=== LISTED RECORDS ===
use std::time::Instant;

use reqwest::{Request, Response};
use reqwest_middleware::{Middleware, Next, Result as MiddlewareResult};
use tracing::{debug, warn};

/// Which upstream a client talks to; used as a log field.
#[derive(Debug, Clone, Copy, PartialEq, Eq)]
pub enum ServiceType {
    GitHub,
    OpenAi,
}

impl ServiceType {
    pub fn as_str(&self) -> &'static str {
        match self {
            Self::GitHub => "github",
            Self::OpenAi => "openai",
        }
    }
}

/// Logs every upstream call with its status and latency.
///
/// Only the method and URL path are logged, so credentials carried in
/// headers or query strings never reach the log.
pub struct CallLogMiddleware {
    service_type: ServiceType,
}

impl CallLogMiddleware {
    pub fn new(service_type: ServiceType) -> Self {
        Self { service_type }
    }
}

#[async_trait::async_trait]
impl Middleware for CallLogMiddleware {
    async fn handle(
        &self,
        req: Request,
        extensions: &mut http::Extensions,
        next: Next<'_>,
    ) -> MiddlewareResult<Response> {
        let method = req.method().to_string();
        let path = req.url().path().to_string();
        let started = Instant::now();

        let response = next.run(req, extensions).await;
        let elapsed_ms = started.elapsed().as_millis() as u64;

        match &response {
            Ok(resp) if resp.status().is_success() => {
                debug!(
                    service = self.service_type.as_str(),
                    %method,
                    %path,
                    status = resp.status().as_u16(),
                    elapsed_ms,
                    "upstream call"
                );
            }
            Ok(resp) => {
                warn!(
                    service = self.service_type.as_str(),
                    %method,
                    %path,
                    status = resp.status().as_u16(),
                    elapsed_ms,
                    "upstream call returned error status"
                );
            }
            Err(err) => {
                warn!(
                    service = self.service_type.as_str(),
                    %method,
                    %path,
                    elapsed_ms,
                    error = %err,
                    "upstream call failed"
                );
            }
        }

        response
    }
}

/// Build the shared HTTP client for one upstream service.
pub fn create_http_client(
    service_type: ServiceType,
) -> anyhow::Result<reqwest_middleware::ClientWithMiddleware> {
    use anyhow::Context;
    use reqwest_middleware::ClientBuilder;

    let client = reqwest::Client::builder()
        .user_agent(concat!("commitlens/", env!("CARGO_PKG_VERSION")))
        .build()
        .context("Failed to create HTTP client")?;

    Ok(ClientBuilder::new(client)
        .with(CallLogMiddleware::new(service_type))
        .build())
}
===
Scan the records above and show every line in which the word "ClientBuilder" occurs.

**SOLVED PROBLEM**:
    use reqwest_middleware::ClientBuilder;
    Ok(ClientBuilder::new(client)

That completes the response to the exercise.